In particular, I think that the reason would be probably in terms of dimensions of subspaces or connecting back to the degrees of freedom of distributions (that seems closely related).

For individual estimates like sample variance or the MLR residual standard error $\frac{RSS}{n- k-1}$ I am aware that proofs of unbiasedness exist, but they are specific to the problem at hand.

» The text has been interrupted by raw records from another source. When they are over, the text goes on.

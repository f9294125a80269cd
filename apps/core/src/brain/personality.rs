//! Personality formatting pass.
//!
//! Optional post-processing of a composed reply: an opener, emoji after
//! excitement words, markdown bullets and bold key terms, and a closing
//! phrase. Choices among phrases go through a [`PhrasePicker`] so callers
//! can inject a seeded or scripted source.

use rand::rngs::StdRng;
use rand::{Rng, SeedableRng};
use regex::{Captures, Regex};
use serde::{Deserialize, Serialize};
use serde_json::Value;
use std::str::FromStr;
use std::sync::LazyLock;
use tracing::warn;

use crate::error::AppError;

static EXCITEMENT_WORDS: LazyLock<Regex> = LazyLock::new(|| {
    Regex::new(r"(?i)\b(great|amazing|awesome|excellent|fantastic|perfect|boost|love|exciting)\b")
        .expect("Invalid regex: excitement words")
});
static PLAIN_BULLET: LazyLock<Regex> = LazyLock::new(|| {
    Regex::new(r"(?m)^[ \t]*[-*•][ \t]+").expect("Invalid regex: plain bullet")
});
static KEY_TERMS: LazyLock<Regex> = LazyLock::new(|| {
    Regex::new(r"(?i)\b(special offer|free|discount|pricing|guaranteed|exclusive)\b")
        .expect("Invalid regex: key terms")
});

const MARKDOWN_BULLET: &str = "▸ ";

pub const MODERATE_EMOJIS: &[&str] = &["✨", "👍", "😊"];
pub const HIGH_EMOJIS: &[&str] = &["🚀", "🎉", "🔥", "💯", "✨"];

/// Communication tone
#[derive(Debug, Clone, Copy, Default, PartialEq, Eq, Serialize, Deserialize)]
#[serde(rename_all = "lowercase")]
pub enum Tone {
    #[default]
    Friendly,
    Professional,
    Enthusiastic,
    Direct,
}

impl Tone {
    pub fn openers(&self) -> &'static [&'static str] {
        match self {
            Tone::Friendly => &["😊 ", "Happy to help! ", "Great question! "],
            Tone::Professional => &["Certainly. ", "Thank you for your question. "],
            Tone::Enthusiastic => &["🎉 ", "Awesome question! ", "Love it! "],
            Tone::Direct => &["Sure. ", "Here you go. "],
        }
    }

    pub fn closers(&self) -> &'static [&'static str] {
        match self {
            Tone::Friendly => &[
                "Let me know if there's anything else I can help with!",
                "Feel free to ask me anything else!",
            ],
            Tone::Professional => &[
                "Please let me know if you need further information.",
                "I'm happy to provide additional details.",
            ],
            Tone::Enthusiastic => &[
                "Can't wait to help you get started!",
                "Let's make it happen!",
            ],
            Tone::Direct => &["Anything else?"],
        }
    }
}

impl FromStr for Tone {
    type Err = AppError;

    fn from_str(s: &str) -> Result<Self, Self::Err> {
        match s.trim().to_lowercase().as_str() {
            "friendly" => Ok(Tone::Friendly),
            "professional" => Ok(Tone::Professional),
            "enthusiastic" => Ok(Tone::Enthusiastic),
            "direct" => Ok(Tone::Direct),
            other => Err(AppError::Validation(format!("Unknown tone: {}", other))),
        }
    }
}

/// How many emoji get inserted
#[derive(Debug, Clone, Copy, Default, PartialEq, Eq, Serialize, Deserialize)]
#[serde(rename_all = "lowercase")]
pub enum EmojiLevel {
    Minimal,
    #[default]
    Moderate,
    High,
}

impl EmojiLevel {
    fn palette(&self) -> &'static [&'static str] {
        match self {
            EmojiLevel::Minimal => &[],
            EmojiLevel::Moderate => MODERATE_EMOJIS,
            EmojiLevel::High => HIGH_EMOJIS,
        }
    }

    /// Max decorated words; 0 means all.
    fn limit(&self) -> usize {
        match self {
            EmojiLevel::Moderate => 1,
            _ => 0,
        }
    }
}

impl FromStr for EmojiLevel {
    type Err = AppError;

    fn from_str(s: &str) -> Result<Self, Self::Err> {
        match s.trim().to_lowercase().as_str() {
            "minimal" => Ok(EmojiLevel::Minimal),
            "moderate" => Ok(EmojiLevel::Moderate),
            "high" => Ok(EmojiLevel::High),
            other => Err(AppError::Validation(format!("Unknown emoji level: {}", other))),
        }
    }
}

/// Response length preference
#[derive(Debug, Clone, Copy, Default, PartialEq, Eq, Serialize, Deserialize)]
#[serde(rename_all = "lowercase")]
pub enum DetailLevel {
    Brief,
    #[default]
    Balanced,
    Detailed,
}

impl DetailLevel {
    /// Length a reply must exceed before a closing phrase is added.
    fn closing_threshold(&self) -> Option<usize> {
        match self {
            DetailLevel::Brief => None,
            DetailLevel::Balanced => Some(40),
            DetailLevel::Detailed => Some(0),
        }
    }
}

impl FromStr for DetailLevel {
    type Err = AppError;

    fn from_str(s: &str) -> Result<Self, Self::Err> {
        match s.trim().to_lowercase().as_str() {
            "brief" => Ok(DetailLevel::Brief),
            "balanced" => Ok(DetailLevel::Balanced),
            "detailed" => Ok(DetailLevel::Detailed),
            other => Err(AppError::Validation(format!("Unknown detail level: {}", other))),
        }
    }
}

/// Resolved formatting preferences for one reply.
#[derive(Debug, Clone, Copy, PartialEq, Eq, Serialize)]
#[serde(rename_all = "camelCase")]
pub struct PersonalityConfig {
    pub tone: Tone,
    pub emoji_level: EmojiLevel,
    pub detail_level: DetailLevel,
    pub use_markdown: bool,
    pub be_enthusiastic: bool,
}

impl Default for PersonalityConfig {
    fn default() -> Self {
        Self {
            tone: Tone::Friendly,
            emoji_level: EmojiLevel::Moderate,
            detail_level: DetailLevel::Balanced,
            use_markdown: true,
            be_enthusiastic: true,
        }
    }
}

/// Caller-supplied options, kept loose so bad values can fall back.
#[derive(Debug, Clone, Default, Serialize, Deserialize)]
#[serde(rename_all = "camelCase")]
pub struct PersonalityOverrides {
    #[serde(default)]
    pub tone: Option<Value>,
    #[serde(default)]
    pub emoji_level: Option<Value>,
    #[serde(default)]
    pub detail_level: Option<Value>,
    #[serde(default)]
    pub use_markdown: Option<Value>,
    #[serde(default)]
    pub be_enthusiastic: Option<Value>,
}

impl PersonalityConfig {
    /// Apply overrides on top of the default configuration.
    ///
    /// Unrecognized values keep the default for that field.
    pub fn resolve(overrides: &PersonalityOverrides) -> Self {
        let base = Self::default();
        Self {
            tone: parse_choice("tone", overrides.tone.as_ref(), base.tone),
            emoji_level: parse_choice("emojiLevel", overrides.emoji_level.as_ref(), base.emoji_level),
            detail_level: parse_choice("detailLevel", overrides.detail_level.as_ref(), base.detail_level),
            use_markdown: parse_flag("useMarkdown", overrides.use_markdown.as_ref(), base.use_markdown),
            be_enthusiastic: parse_flag(
                "beEnthusiastic",
                overrides.be_enthusiastic.as_ref(),
                base.be_enthusiastic,
            ),
        }
    }
}

fn parse_choice<T: FromStr>(field: &str, value: Option<&Value>, default: T) -> T {
    match value {
        None | Some(Value::Null) => default,
        Some(Value::String(s)) => s.parse().unwrap_or_else(|_| {
            warn!("Ignoring unrecognized {} value '{}'", field, s);
            default
        }),
        Some(other) => {
            warn!("Ignoring non-string {} value {}", field, other);
            default
        }
    }
}

fn parse_flag(field: &str, value: Option<&Value>, default: bool) -> bool {
    match value {
        None | Some(Value::Null) => default,
        Some(Value::Bool(b)) => *b,
        Some(Value::String(s)) if s.trim().eq_ignore_ascii_case("true") => true,
        Some(Value::String(s)) if s.trim().eq_ignore_ascii_case("false") => false,
        Some(other) => {
            warn!("Ignoring unrecognized {} value {}", field, other);
            default
        }
    }
}

/// Source of phrase choices.
pub trait PhrasePicker {
    /// Index in `0..len`; `len` is never zero.
    fn pick_index(&mut self, len: usize) -> usize;
}

/// Picker backed by a random number generator.
#[derive(Debug, Clone)]
pub struct RngPicker<R = StdRng> {
    rng: R,
}

impl RngPicker<StdRng> {
    pub fn from_entropy() -> Self {
        Self {
            rng: StdRng::from_entropy(),
        }
    }

    /// Deterministic picker for tests and reproducible runs.
    pub fn seeded(seed: u64) -> Self {
        Self {
            rng: StdRng::seed_from_u64(seed),
        }
    }
}

impl<R: Rng> PhrasePicker for RngPicker<R> {
    fn pick_index(&mut self, len: usize) -> usize {
        self.rng.gen_range(0..len)
    }
}

fn pick<'a>(picker: &mut dyn PhrasePicker, options: &[&'a str]) -> &'a str {
    let idx = picker.pick_index(options.len());
    options[idx.min(options.len() - 1)]
}

/// Apply a personality configuration to a composed reply.
pub fn apply_personality(
    text: &str,
    config: &PersonalityConfig,
    picker: &mut dyn PhrasePicker,
) -> String {
    let mut out = text.trim().to_string();

    let palette = config.emoji_level.palette();
    if !palette.is_empty() {
        out = EXCITEMENT_WORDS
            .replacen(&out, config.emoji_level.limit(), |caps: &Captures<'_>| {
                format!("{} {}", &caps[0], pick(&mut *picker, palette))
            })
            .into_owned();
    }

    if config.use_markdown {
        out = PLAIN_BULLET.replace_all(&out, MARKDOWN_BULLET).into_owned();
        out = KEY_TERMS.replace_all(&out, "**$1**").into_owned();
    }

    let wants_closing = config
        .detail_level
        .closing_threshold()
        .is_some_and(|min| !out.ends_with('?') && out.chars().count() > min);
    if wants_closing {
        out.push_str("\n\n");
        out.push_str(pick(picker, config.tone.closers()));
    }

    if config.be_enthusiastic {
        out = format!("{}{}", pick(picker, config.tone.openers()), out);
    }

    out
}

• stats.stackexchange.com/questions/3931/… . Related, but doesn't address covariance. – Mark L. Stone Apr 22 '18 at 1:59
• Yes, you are mistaken about the covariance -- the df is $n-1$ for the covariance as well as for the variances. There are several ways to see this. I don't have time to write them out but hopefully someone else will do so for you. The ultimate justification for df is rather deeper than any of the usual justifications that you mention so far -- the df is the dimension of the multivariate space that the residual vector belongs to, and all the other justifications flow from that basic fact. – Gordon Smyth Apr 22 '18 at 6:37
• The covariance question at the end is asked and answered at stats.stackexchange.com/questions/142456. It's not clear what you mean by "make sense" or even by "df": what context do you have in mind and how is your "df" computed? The issues about dividing by $n-1$ are addressed at stats.stackexchange.com/questions/3931. – whuber Apr 22 '18 at 14:33
• I guess what I was looking for specifically was a formal reason of why dividing an estimate by its degrees of freedom would give a desirable estimate in the general context (i.e. linear algebra explanation of what does the dimension of the subspace in which the residuals $x_i - \bar{x}$ have to do with unbiasedness). Another example is in MLR with $\frac{RSS}{n-k-1}$. I understand that most of these cases can be explained individually, but is there any deeper understanding that connects them? Also, does dividing an estimate by it's df guarantee unbiasedness in the general case and why? – Micah Carroll Apr 22 '18 at 18:00
• @whuber with df I just mean "degrees of freedom" as defined here. In particular I'm interested in df in the context of parameter estimation under the definition: df = "the number of independent observations in a sample of data that are available to estimate a parameter of the population from which that sample is drawn". – Micah Carroll Apr 22 '18 at 18:14

To see this phenomenon algebraically, just derive the expected value of a sample variance without Bessel's correction and see what it looks like. Letting $S_*^2$ denote the uncorrected sample variance (using $n$ as the denominator) we have:
\begin{equation} \begin{aligned} S_*^2 &= \frac{1}{n} \sum_{i=1}^n (X_i - \bar{X})^2 \\[8pt] &= \frac{1}{n} \sum_{i=1}^n (X_i^2 - 2 \bar{X} X_i + \bar{X}^2) \\[8pt] &= \frac{1}{n} \Bigg( \sum_{i=1}^n X_i^2 - 2 \bar{X} \sum_{i=1}^n X_i + n \bar{X}^2 \Bigg) \\[8pt] &= \frac{1}{n} \Bigg( \sum_{i=1}^n X_i^2 - 2 n \bar{X}^2 + n \bar{X}^2 \Bigg) \\[8pt] &= \frac{1}{n} \Bigg( \sum_{i=1}^n X_i^2 - n \bar{X}^2 \Bigg) \\[8pt] &= \frac{1}{n} \sum_{i=1}^n X_i^2 - \bar{X}^2. \end{aligned} \end{equation}
\begin{equation} \begin{aligned} \mathbb{E}(S_*^2) &= \frac{1}{n} \sum_{i=1}^n \mathbb{E}(X_i^2) - \mathbb{E} (\bar{X}^2) \\[8pt] &= \frac{1}{n} \sum_{i=1}^n (\mu^2 + \sigma^2) - (\mu^2 + \frac{\sigma^2}{n}) \\[8pt] &= (\mu^2 + \sigma^2) - (\mu^2 + \frac{\sigma^2}{n}) \\[8pt] &= \sigma^2 - \frac{\sigma^2}{n} \\[8pt] &= \frac{n-1}{n} \cdot \sigma^2 \\[8pt] \end{aligned} \end{equation}
So you can see that the uncorrected sample variance statistic underestimates the true variance $\sigma^2$. Bessel's correction replaces the denominator with $n-1$ which yields an unbiased estimator. In regression analysis this is extended to the more general case where the estimated mean is a linear function of multiple predictors, and in this latter case, the denominator is reduced further, for the lower number of degrees-of-freedom.